I use BT but its not a simple package - includes hardware, phone calls, broadband and openzone.

How about o2 - cheaper if you are an o2 mobile customer - could be Â£7.50 a month


----------



## Running_man (Dec 2, 2005)

Robert said:


> I use BT but its not a simple package - includes hardware, phone calls, broadband and openzone.
> 
> How about o2 - cheaper if you are an o2 mobile customer


I'm with O2 and I can't recommend them highly enough. Great service, never had an outage and their fair use policy doesn't mention download limits as such. Also, their call centre is in Scotland and not in India or the far east.

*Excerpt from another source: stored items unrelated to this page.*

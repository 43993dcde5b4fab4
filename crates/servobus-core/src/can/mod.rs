//! CAN receive dispatcher, node lifecycle, node-guard wiring, and SYNC/time
//! production.

mod nmt;
pub mod pdo;
pub mod sdo_channel;

pub use nmt::NmtOpcode;
pub use pdo::CanPdoReceiver;
pub use sdo_channel::{CanSdoChannel, CanSegmentChannel};

use std::collections::HashMap;
use std::sync::{Arc, Mutex};
use std::time::Duration;

use crate::config::{GuardMode, NetworkSettings};
use crate::error::{CanOpenError, Error, TransportError};
use crate::log::{sb_error, sb_warn, LogContext};
use crate::node::fsm::NodeState;
use crate::node::guard::NodeGuard;
use crate::node::Node;
use crate::timebase::{now_ms, StopToken, WorkerThread};
use crate::transport::{CanFrame, CanFrameKind, CanPort};

/// Invoked with a received frame while the dispatcher's receiver table is
/// locked. Implementations must not call back into the owning `CanFabric`
/// (enable/disable a receiver, etc.) from within this callback; holding the
/// same mutex across the call enforces that.
pub trait CanReceiver: Send {
    fn new_frame(&self, frame: &CanFrame);
}

const EMERGENCY_BASE: u32 = 0x080;
const SDO_RESPONSE_BASE: u32 = 0x580;
const SDO_REQUEST_BASE: u32 = 0x600;
const HEARTBEAT_BASE: u32 = 0x700;
const NMT_ID: u32 = 0x000;

const READ_TIMEOUT: Duration = Duration::from_millis(200);
const ERROR_RETRY_SLEEP: Duration = Duration::from_millis(5);
const NMT_RETRANSMIT: Duration = Duration::from_millis(20);

struct PendingSdoReply {
    buf: Mutex<Option<[u8; 8]>>,
    cond: std::sync::Condvar,
}

struct Inner {
    receivers: HashMap<u32, Arc<dyn CanReceiver>>,
    nodes: HashMap<u8, Arc<Node>>,
    sdo_waiters: HashMap<u8, Arc<PendingSdoReply>>,
    sync_count: u32,
    error_frame_count: u64,
}

/// CAN fabric: one read thread, a message-id keyed receiver table, and the
/// default handlers for emergency/SDO-reply/heartbeat ranges.
pub struct CanFabric<P: CanPort> {
    port: Mutex<P>,
    inner: Mutex<Inner>,
    guard: Arc<NodeGuard>,
    settings: NetworkSettings,
    read_worker: Mutex<Option<WorkerThread>>,
}

impl<P: CanPort + 'static> CanFabric<P> {
    pub fn new(port: P, settings: NetworkSettings) -> Arc<Self> {
        Arc::new(Self {
            port: Mutex::new(port),
            inner: Mutex::new(Inner {
                receivers: HashMap::new(),
                nodes: HashMap::new(),
                sdo_waiters: HashMap::new(),
                sync_count: 0,
                error_frame_count: 0,
            }),
            guard: Arc::new(NodeGuard::new()),
            settings,
            read_worker: Mutex::new(None),
        })
    }

    pub fn error_frame_count(&self) -> u64 {
        self.inner.lock().unwrap().error_frame_count
    }

    pub fn open(self: &Arc<Self>) -> Result<(), Error> {
        self.port.lock().unwrap().open()?;
        self.guard.start();
        let this = self.clone();
        let worker = WorkerThread::start("can-read", move |stop| this.read_loop(stop))?;
        *self.read_worker.lock().unwrap() = Some(worker);
        Ok(())
    }

    pub fn close(&self) -> Result<(), Error> {
        if let Some(mut w) = self.read_worker.lock().unwrap().take() {
            let _ = w.stop(Duration::from_secs(1));
        }
        self.guard.stop(Duration::from_secs(1));
        self.port.lock().unwrap().close()
    }

    pub fn enable_receiver(&self, id: u32, recv: Arc<dyn CanReceiver>) {
        self.inner.lock().unwrap().receivers.insert(id, recv);
    }

    pub fn disable_receiver(&self, id: u32) {
        self.inner.lock().unwrap().receivers.remove(&id);
    }

    pub fn xmit(&self, frame: &CanFrame, _timeout: Duration) -> Result<(), Error> {
        self.port.lock().unwrap().send(frame)
    }

    /// Sends an 8-byte SDO request to `node` and blocks for the matching
    /// `0x580+node` reply.
    pub fn xmit_sdo(&self, node: u8, buf: &[u8; 8], timeout: Duration) -> Result<[u8; 8], Error> {
        let waiter = {
            let mut inner = self.inner.lock().unwrap();
            inner
                .sdo_waiters
                .entry(node)
                .or_insert_with(|| {
                    Arc::new(PendingSdoReply {
                        buf: Mutex::new(None),
                        cond: std::sync::Condvar::new(),
                    })
                })
                .clone()
        };
        *waiter.buf.lock().unwrap() = None;
        let frame = CanFrame::data_frame(SDO_REQUEST_BASE + node as u32, buf);
        self.port.lock().unwrap().send(&frame)?;

        let mut guard = waiter.buf.lock().unwrap();
        let deadline = std::time::Instant::now() + timeout;
        loop {
            if let Some(reply) = *guard {
                return Ok(reply);
            }
            let remaining = deadline.saturating_duration_since(std::time::Instant::now());
            if remaining.is_zero() {
                return Err(Error::CanOpen(CanOpenError::SdoTimeout));
            }
            let (g, result) = waiter.cond.wait_timeout(guard, remaining).unwrap();
            guard = g;
            if result.timed_out() && guard.is_none() {
                return Err(Error::CanOpen(CanOpenError::SdoTimeout));
            }
        }
    }

    pub fn attach(&self, node: Arc<Node>) -> Result<(), Error> {
        let mut inner = self.inner.lock().unwrap();
        if inner.nodes.contains_key(&node.id) {
            return Err(Error::CanOpen(CanOpenError::BadNodeId));
        }
        if node.config.guard_mode != GuardMode::None {
            self.guard.register(
                node.id,
                node.fsm.clone(),
                node.config.guard_mode,
                node.config.guard_timeout_ms,
                node.config.life_factor,
            );
        }
        inner.nodes.insert(node.id, node);
        Ok(())
    }

    pub fn detach(&self, node_id: u8) {
        self.guard.unregister(node_id);
        self.inner.lock().unwrap().nodes.remove(&node_id);
    }

    /// Reconfigures (or disables) liveness watching for an attached node.
    /// `GuardMode::None` simply unregisters it.
    pub fn set_node_guard(&self, node_id: u8, mode: GuardMode, timeout_ms: u32, life_factor: u8) -> Result<(), Error> {
        let fsm = {
            let inner = self.inner.lock().unwrap();
            inner.nodes.get(&node_id).map(|n| n.fsm.clone()).ok_or(Error::CanOpen(CanOpenError::BadNodeId))?
        };
        if mode == GuardMode::None {
            self.guard.unregister(node_id);
        } else {
            self.guard.register(node_id, fsm, mode, timeout_ms, life_factor);
        }
        Ok(())
    }

    fn send_nmt(&self, node_id: u8, opcode: NmtOpcode) -> Result<(), Error> {
        let frame = CanFrame::data_frame(NMT_ID, &[opcode as u8, node_id]);
        self.port.lock().unwrap().send(&frame)
    }

    /// Requests `target` via the matching NMT opcode and retransmits every
    /// 20ms until the node's observed state matches or `timeout` elapses.
    fn request_state(&self, node_id: u8, opcode: NmtOpcode, target: NodeState, timeout: Duration) -> Result<(), Error> {
        let fsm = {
            let inner = self.inner.lock().unwrap();
            inner
                .nodes
                .get(&node_id)
                .map(|n| n.fsm.clone())
                .ok_or(Error::CanOpen(CanOpenError::BadNodeId))?
        };
        let deadline = std::time::Instant::now() + timeout;
        loop {
            self.send_nmt(node_id, opcode)?;
            let remaining = deadline.saturating_duration_since(std::time::Instant::now());
            if remaining.is_zero() {
                return Err(Error::Node(crate::error::NodeError::GuardTimeout));
            }
            match fsm.await_state(target, remaining.min(NMT_RETRANSMIT)) {
                Ok(()) => return Ok(()),
                Err(_) if std::time::Instant::now() < deadline => continue,
                Err(e) => return Err(e),
            }
        }
    }

    pub fn start(&self, node_id: u8, timeout: Duration) -> Result<(), Error> {
        self.request_state(node_id, NmtOpcode::Start, NodeState::Operational, timeout)
    }

    pub fn stop(&self, node_id: u8, timeout: Duration) -> Result<(), Error> {
        self.request_state(node_id, NmtOpcode::Stop, NodeState::Stopped, timeout)
    }

    pub fn pre_op(&self, node_id: u8, timeout: Duration) -> Result<(), Error> {
        self.request_state(node_id, NmtOpcode::EnterPreOp, NodeState::PreOp, timeout)
    }

    pub fn reset(&self, node_id: u8, timeout: Duration) -> Result<(), Error> {
        self.request_state(node_id, NmtOpcode::ResetNode, NodeState::PreOp, timeout)
    }

    pub fn reset_comm(&self, node_id: u8, timeout: Duration) -> Result<(), Error> {
        self.request_state(node_id, NmtOpcode::ResetCommunication, NodeState::PreOp, timeout)
    }

    fn read_loop(&self, stop: StopToken) {
        while !stop.is_stopped() {
            let frame = { self.port.lock().unwrap().recv(READ_TIMEOUT) };
            match frame {
                Ok(frame) => self.dispatch(&frame),
                Err(Error::Transport(TransportError::Timeout)) => continue,
                Err(e) => {
                    sb_warn!("can-read thread error, retrying: {e}");
                    let _ = stop.sleep(ERROR_RETRY_SLEEP);
                }
            }
        }
    }

    fn dispatch(&self, frame: &CanFrame) {
        if frame.kind == CanFrameKind::Error {
            self.inner.lock().unwrap().error_frame_count += 1;
            return;
        }

        if frame.id == self.settings.sync_id {
            self.on_sync();
        }

        let inner = self.inner.lock().unwrap();
        if let Some(recv) = inner.receivers.get(&frame.id) {
            recv.new_frame(frame);
            return;
        }
        drop(inner);
        self.default_handler(frame);
    }

    fn default_handler(&self, frame: &CanFrame) {
        if (EMERGENCY_BASE..EMERGENCY_BASE + 0x80).contains(&frame.id) {
            let node_id = (frame.id - EMERGENCY_BASE) as u8;
            if frame.len >= 2 {
                let code = u16::from_le_bytes([frame.data[0], frame.data[1]]) as u32;
                let inner = self.inner.lock().unwrap();
                if let Some(node) = inner.nodes.get(&node_id) {
                    node.record_error(code);
                }
            }
        } else if (SDO_RESPONSE_BASE..SDO_RESPONSE_BASE + 0x80).contains(&frame.id) {
            let node_id = (frame.id - SDO_RESPONSE_BASE) as u8;
            let inner = self.inner.lock().unwrap();
            if let Some(waiter) = inner.sdo_waiters.get(&node_id) {
                *waiter.buf.lock().unwrap() = Some(frame.data);
                waiter.cond.notify_all();
            }
        } else if (HEARTBEAT_BASE..HEARTBEAT_BASE + 0x80).contains(&frame.id) {
            let node_id = (frame.id - HEARTBEAT_BASE) as u8;
            self.on_heartbeat(node_id, frame);
        }
    }

    fn on_heartbeat(&self, node_id: u8, frame: &CanFrame) {
        if frame.len == 0 {
            return;
        }
        let byte0 = frame.data[0];
        let toggle = byte0 & 0x80 != 0;
        let state_code = byte0 & 0x7F;
        let state = nmt::decode_heartbeat_state(state_code);

        let inner = self.inner.lock().unwrap();
        let Some(node) = inner.nodes.get(&node_id).cloned() else {
            return;
        };
        drop(inner);

        if let Some(state) = state {
            node.fsm.set_state(state);
        }

        match node.config.guard_mode {
            GuardMode::Heartbeat => self.guard.notify_heartbeat(node_id),
            GuardMode::NodeGuard => {
                if !self.guard.notify_guard_reply(node_id, toggle) {
                    sb_warn!(
                        LogContext::new("nodeguard", node_id),
                        "toggle bit mismatch on guard reply"
                    );
                }
            }
            GuardMode::None => {}
        }
    }

    fn on_sync(&self) {
        if !self.settings.timing_reference {
            return;
        }
        let mut inner = self.inner.lock().unwrap();
        inner.sync_count += 1;
        if inner.sync_count % 10 != 0 {
            return;
        }
        drop(inner);
        let ts = (now_ms() & 0xFFFF_FFFF) as u32;
        let frame = CanFrame::data_frame(self.settings.time_id, &ts.to_le_bytes());
        if let Err(e) = self.port.lock().unwrap().send(&frame) {
            sb_error!("failed to publish SYNC timestamp: {e}");
        }
    }
}

#[cfg(test)]
mod tests {
    use super::*;
    use crate::config::NodeConfig;
    use crate::transport::test_support::LoopbackCan;

    #[test]
    fn heartbeat_updates_node_state_and_rearms_guard() {
        let (host, mut node_port) = LoopbackCan::pair();
        let fabric = CanFabric::new(host, NetworkSettings::default());
        fabric.open().unwrap();

        let mut node_config = NodeConfig::default();
        node_config.guard_mode = GuardMode::Heartbeat;
        node_config.guard_timeout_ms = 200;
        let node = Arc::new(Node::new(9, node_config));
        fabric.attach(node.clone()).unwrap();

        node_port.open().unwrap();
        let hb = CanFrame::data_frame(HEARTBEAT_BASE + 9, &[5]); // operational
        node_port.send(&hb).unwrap();

        std::thread::sleep(Duration::from_millis(50));
        assert_eq!(node.state(), NodeState::Operational);
        fabric.close().unwrap();
    }

    #[test]
    fn emergency_frame_is_recorded_on_node() {
        let (host, mut node_port) = LoopbackCan::pair();
        let fabric = CanFabric::new(host, NetworkSettings::default());
        fabric.open().unwrap();
        let node = Arc::new(Node::new(3, NodeConfig::default()));
        fabric.attach(node.clone()).unwrap();

        node_port.open().unwrap();
        let emcy = CanFrame::data_frame(EMERGENCY_BASE + 3, &[0x10, 0x20, 0, 0, 0, 0, 0, 0]);
        node_port.send(&emcy).unwrap();

        std::thread::sleep(Duration::from_millis(50));
        assert_eq!(node.error_history(1), vec![0x2010]);
        fabric.close().unwrap();
    }
}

I pay Â£10 per month for a 16MB connection but that's because I have an O2 mobile contract. It's Â£15 otherwise.

A.


----------



## langtoftlad (Mar 31, 2007)

I use Entanet via reseller UKFSN at Â£19.99/mth - no minimum contract for 30gb peak & 300gb off peak which is great for all those old TV downloads 

A couple of things to watch out for;

Unlimited isn't usually unlimited :blink:. There is usually something called a Fair Use Policy which effectively is a limit.

Quality of service - You might get cheaper, but often the well known providers are less than stable.

I can honestly say Entanet is a quality provider and the reseller UKFSN is also excellent on customer service.


----------



## pugster (Nov 22, 2004)

i also use entanet via adsl24 ,have been great with no probs at all, customer service is the best i have encountered anywhere.


----------



## minkle (Mar 17, 2008)

Im with O2 (be) and have not had a problem, i think they were the cheapest with the download limit i wanted, although i cant remember if i went for unlimited, sure i must have though..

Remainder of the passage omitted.